Saturday, December 14, 2013

'Electrocaloric' material could lead to more efficient refrigerators

UK researchers are hoping to replace potentially dangerous chemicals in cooling systems with materials that change temperature when electricity is applied.





A team at the National Physical Laboratory (NPL) is trying to develop the first practical ‘electrocaloric’ cooler, providing much greater efficiencies than conventional gas-based refrigeration systems and without the high costs of using large magnets to generate low temperatures.


The NPL engineers are hoping to take advantage of a breakthrough made in 2006 when scientists showed the electrocaloric effect, which causes materials to change temperature under an applied electric field, was much larger in thin film substances than in bulk solids and big enough for its use in cooling applications.


‘It is has taken us until now to develop the understanding to take this to a stage where we can develop a real cooler, but we believe we are now at that stage,’ lead researcher Tatiana Correia told The Engineer by email.

Typical domestic fridges use a continuous cycle of vapour compression and expansion of chemicals such as Freon that condense into liquid and absorb heat from the surroundings. These chemicals can be harmful to the environment and such systems have fairly low efficiencies of around 30 per cent.

Other cooling systems apply magnetic fields to provoke a cooling effect in materials but these require large, expensive equipment. Applying a voltage to a material creates a temperature difference across it but this has a very low inherent efficiency of around 10 per cent.

By contrast, theoretical predictions put the efficiency of electrocaloric at 60 to 70 per cent – comparable with magnetic cooling but potentially achievable with much smaller and cheaper equipment.

‘An electrocaloric cooler could potentially deliver higher efficiency than vapour compression as the creation of an electric field requires less energy than the compression process to create the same level of cooling,’ said Maciej Rokosz, a PhD student at NPL and Imperial College London.

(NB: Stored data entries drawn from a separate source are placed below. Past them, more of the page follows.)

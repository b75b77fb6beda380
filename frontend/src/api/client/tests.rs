use super::*;
use crate::api::error::{
    CODE_NETWORK_ERROR, CODE_REQUEST_BUILD_FAILED, CODE_TIMEOUT, CODE_UNAUTHENTICATED,
};
use dafonow_shared::{ApiResponse, ContactRecord, ContactSearchQuery};
use serde::Deserialize;
use std::cell::RefCell;
use std::collections::VecDeque;

// =========================================================
// Mock 实现
// =========================================================

/// 按顺序返回预设响应并记录请求的传输层 mock
pub struct MockTransport {
    pub requests: RefCell<Vec<HttpRequest>>,
    responses: RefCell<VecDeque<Result<HttpResponse, TransportError>>>,
}

impl MockTransport {
    pub fn new() -> Self {
        Self {
            requests: RefCell::new(Vec::new()),
            responses: RefCell::new(VecDeque::new()),
        }
    }

    pub fn respond(&self, status: u16, body: &str) {
        self.responses.borrow_mut().push_back(Ok(HttpResponse {
            status,
            status_text: status_text(status).to_string(),
            body: body.to_string(),
        }));
    }

    pub fn fail(&self, error: TransportError) {
        self.responses.borrow_mut().push_back(Err(error));
    }

    pub fn request_count(&self) -> usize {
        self.requests.borrow().len()
    }
}

fn status_text(status: u16) -> &'static str {
    match status {
        200 => "OK",
        400 => "Bad Request",
        401 => "Unauthorized",
        404 => "Not Found",
        500 => "Internal Server Error",
        _ => "",
    }
}

#[async_trait(?Send)]
impl HttpTransport for MockTransport {
    async fn send(&self, req: HttpRequest) -> Result<HttpResponse, TransportError> {
        self.requests.borrow_mut().push(req);
        self.responses
            .borrow_mut()
            .pop_front()
            .unwrap_or_else(|| Err(TransportError::new("no response queued")))
    }
}

pub struct StaticToken(pub Result<String, AuthError>);

#[async_trait(?Send)]
impl TokenSource for StaticToken {
    async fn access_token(&self) -> Result<String, AuthError> {
        self.0.clone()
    }
}

pub fn client_with(transport: Rc<MockTransport>, token: Result<String, AuthError>) -> ApiClient {
    ApiClient::new(
        "https://api.example.com/",
        transport,
        Rc::new(StaticToken(token)),
    )
}

#[derive(Debug, Deserialize, Serialize, PartialEq)]
struct Widget {
    id: u32,
    name: String,
}

// =========================================================
// 请求构建
// =========================================================

#[tokio::test]
async fn test_get_attaches_bearer_and_content_type() {
    let transport = Rc::new(MockTransport::new());
    transport.respond(200, r#"{"id": 1, "name": "brace"}"#);
    let client = client_with(transport.clone(), Ok("tok-1".to_string()));

    let widget: Widget = client
        .get("/widgets/1", RequestOptions::default())
        .await
        .unwrap();
    assert_eq!(widget.name, "brace");

    let requests = transport.requests.borrow();
    let req = &requests[0];
    assert_eq!(req.url, "https://api.example.com/widgets/1");
    assert_eq!(req.method, HttpMethod::Get);
    assert_eq!(req.header("Authorization"), Some("Bearer tok-1"));
    assert_eq!(req.header("content-type"), Some("application/json"));
    assert!(req.body.is_none());
}

#[tokio::test]
async fn test_post_put_patch_send_json_body() {
    let transport = Rc::new(MockTransport::new());
    transport.respond(200, "");
    transport.respond(200, "");
    transport.respond(200, "");
    let client = client_with(transport.clone(), Ok("t".to_string()));
    let body = Widget {
        id: 2,
        name: "splint".to_string(),
    };

    let _: () = client.post("widgets", &body, RequestOptions::default()).await.unwrap();
    let _: () = client.put("widgets/2", &body, RequestOptions::default()).await.unwrap();
    let _: () = client.patch("widgets/2", &body, RequestOptions::default()).await.unwrap();

    let requests = transport.requests.borrow();
    let methods: Vec<_> = requests.iter().map(|r| r.method).collect();
    assert_eq!(methods, vec![HttpMethod::Post, HttpMethod::Put, HttpMethod::Patch]);
    for req in requests.iter() {
        assert_eq!(req.body.as_deref(), Some(r#"{"id":2,"name":"splint"}"#));
    }
}

#[tokio::test]
async fn test_delete_with_query() {
    let transport = Rc::new(MockTransport::new());
    transport.respond(200, "null");
    let client = client_with(transport.clone(), Ok("t".to_string()));

    let result: Option<Widget> = client
        .delete("widgets", RequestOptions::default().with_query("id", "a b&c"))
        .await
        .unwrap();
    assert!(result.is_none());
    assert_eq!(
        transport.requests.borrow()[0].url,
        "https://api.example.com/widgets?id=a+b%26c"
    );
}

#[tokio::test]
async fn test_call_get_request_uses_query_pairs() {
    let transport = Rc::new(MockTransport::new());
    transport.respond(
        200,
        r#"{"data": [{"id": 9, "firstName": "Ann", "lastName": "Lee"}]}"#,
    );
    let client = client_with(transport.clone(), Ok("t".to_string()));

    let query = ContactSearchQuery::practitioners("ann", 1, 20, false);
    let resp: ApiResponse<Vec<ContactRecord>> =
        client.call(&query, RequestOptions::public()).await.unwrap();
    assert_eq!(resp.data.len(), 1);

    let requests = transport.requests.borrow();
    assert_eq!(
        requests[0].url,
        "https://api.example.com/api/contacts?contactType=5&current=1&pageSize=20&contactName=ann&contactStatus=active"
    );
    assert!(requests[0].body.is_none());
}

// =========================================================
// 令牌
// =========================================================

#[tokio::test]
async fn test_token_failure_prevents_transmission() {
    let transport = Rc::new(MockTransport::new());
    let client = client_with(transport.clone(), Err(AuthError::Unauthenticated));

    let err = client
        .get::<Widget>("widgets/1", RequestOptions::default())
        .await
        .unwrap_err();
    assert_eq!(err.code(), Some(CODE_UNAUTHENTICATED));
    assert!(err.is_auth_error());
    assert_eq!(transport.request_count(), 0);
}

#[tokio::test]
async fn test_public_request_skips_token() {
    let transport = Rc::new(MockTransport::new());
    transport.respond(200, "{}");
    let client = client_with(transport.clone(), Err(AuthError::Unauthenticated));

    let _: serde_json::Value = client
        .get("status", RequestOptions::public())
        .await
        .unwrap();
    assert_eq!(transport.requests.borrow()[0].header("Authorization"), None);
}

// =========================================================
// 错误映射
// =========================================================

#[tokio::test]
async fn test_error_response_normalized() {
    let transport = Rc::new(MockTransport::new());
    transport.respond(400, r#"{"errors": {"email": ["Email taken"]}}"#);
    let client = client_with(transport, Ok("t".to_string()));

    let err = client
        .post::<Widget, _>("widgets", &serde_json::json!({}), RequestOptions::default())
        .await
        .unwrap_err();
    assert_eq!(err.status, Some(400));
    assert_eq!(err.message(), "Email taken");
    assert!(err.is_client_error());
}

#[tokio::test]
async fn test_unauthorized_status_is_client_error() {
    let transport = Rc::new(MockTransport::new());
    transport.respond(401, "");
    let client = client_with(transport, Ok("t".to_string()));

    let err = client
        .get::<Widget>("widgets", RequestOptions::default())
        .await
        .unwrap_err();
    assert_eq!(err.status, Some(401));
    assert_eq!(err.message(), "Unauthorized");
    assert!(!err.is_auth_error());
}

#[tokio::test]
async fn test_transport_failures_get_stable_codes() {
    let transport = Rc::new(MockTransport::new());
    transport.fail(TransportError::new("timeout exceeded"));
    transport.fail(TransportError::new("TypeError: NetworkError when attempting to fetch resource."));
    let client = client_with(transport, Ok("t".to_string()));

    let err = client
        .get::<Widget>("a", RequestOptions::default())
        .await
        .unwrap_err();
    assert_eq!(err.status, None);
    assert_eq!(err.code(), Some(CODE_TIMEOUT));

    let err = client
        .get::<Widget>("a", RequestOptions::default())
        .await
        .unwrap_err();
    assert_eq!(err.code(), Some(CODE_NETWORK_ERROR));
}

#[tokio::test]
async fn test_unbuildable_request_reports_build_failure() {
    let transport = Rc::new(MockTransport::new());
    transport.fail(TransportError::build_failed("Failed to construct 'Request': Invalid URL"));
    let client = client_with(transport.clone(), Ok("t".to_string()));

    let err = client
        .get::<Widget>("a", RequestOptions::default())
        .await
        .unwrap_err();
    assert_eq!(err.status, None);
    assert_eq!(err.code(), Some(CODE_REQUEST_BUILD_FAILED));
}

#[tokio::test]
async fn test_undecodable_success_body() {
    let transport = Rc::new(MockTransport::new());
    transport.respond(200, "not json");
    let client = client_with(transport, Ok("t".to_string()));

    let err = client
        .get::<Widget>("a", RequestOptions::default())
        .await
        .unwrap_err();
    assert_eq!(err.status, Some(200));
    assert_eq!(err.code(), Some(CODE_INVALID_RESPONSE));
}

#[tokio::test]
async fn test_invalid_base_url() {
    let transport = Rc::new(MockTransport::new());
    let client = ApiClient::new(
        "not a url",
        transport.clone(),
        Rc::new(StaticToken(Ok("t".to_string()))),
    );
    let err = client
        .get::<Widget>("a", RequestOptions::default())
        .await
        .unwrap_err();
    assert_eq!(err.code(), Some(CODE_REQUEST_BUILD_FAILED));
    assert_eq!(transport.request_count(), 0);
}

Correia declined to say what methods or materials NPL planned to use to develop the cooler but that the team would be assessing a range of designs.

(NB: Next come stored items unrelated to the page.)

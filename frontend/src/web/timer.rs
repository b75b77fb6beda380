//! 定时器封装模块
//!
//! 使用 `web_sys` 的原生 `setTimeout` API，提供一次性定时器与防抖器。

use std::cell::RefCell;

use wasm_bindgen::prelude::*;

/// 一次性定时器
///
/// 封装 `setTimeout` API。当 `Timeout` 在触发前被 drop 时，自动取消定时器。
pub struct Timeout {
    handle: i32,
    #[allow(dead_code)]
    closure: Closure<dyn FnMut()>,
}

impl Timeout {
    /// 创建新的一次性定时器
    ///
    /// # 参数
    /// - `millis`: 延迟时间（毫秒）
    /// - `callback`: 到期后执行的回调函数
    pub fn new<F>(millis: u32, callback: F) -> Result<Self, JsValue>
    where
        F: FnOnce() + 'static,
    {
        let mut callback = Some(callback);
        let closure = Closure::<dyn FnMut()>::new(move || {
            if let Some(callback) = callback.take() {
                callback();
            }
        });
        let window = web_sys::window().ok_or_else(|| JsValue::from_str("无法获取 window 对象"))?;

        let handle = window.set_timeout_with_callback_and_timeout_and_arguments_0(
            closure.as_ref().unchecked_ref(),
            i32::try_from(millis).unwrap_or(i32::MAX),
        )?;

        Ok(Self { handle, closure })
    }

    /// 取消定时器
    ///
    /// 通常不需要手动调用，因为 drop 时会自动清除；对已触发的定时器无效果。
    pub fn cancel(&self) {
        if let Some(window) = web_sys::window() {
            window.clear_timeout_with_handle(self.handle);
        }
    }
}

impl Drop for Timeout {
    fn drop(&mut self) {
        self.cancel();
    }
}

/// 防抖器
///
/// 每次 `schedule` 都会取消上一次尚未触发的回调，只有静默 `millis` 毫秒后
/// 最后一次调度的回调才会执行。
pub struct Debouncer {
    millis: u32,
    pending: RefCell<Option<Timeout>>,
}

impl Debouncer {
    pub fn new(millis: u32) -> Self {
        Self {
            millis,
            pending: RefCell::new(None),
        }
    }

    pub fn schedule<F>(&self, callback: F)
    where
        F: FnOnce() + 'static,
    {
        // 先 drop 旧定时器（即取消），再挂上新的
        self.pending.borrow_mut().take();
        match Timeout::new(self.millis, callback) {
            Ok(timeout) => *self.pending.borrow_mut() = Some(timeout),
            Err(e) => log::error!("[Search] 设置防抖定时器失败: {:?}", e),
        }
    }

    /// 取消尚未触发的回调
    pub fn cancel(&self) {
        self.pending.borrow_mut().take();
    }
}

‘We are confident that our design ideas, combined with the expertise we have at NPL and Imperial, will be able to develop a viable cooler,’ she said. ‘However we are still very keen to hear from industry who can work with us to look at the different applications this could be applied to.’


NPL is also developing and leading a new multimillion pound project funded by European Metrology Research Programme entitled METCO (Metrology of Electro-Thermal Coupling), bringing together academia and industry to develop capabilities for the traceable and accurate measurements of electrocaloric effect in materials.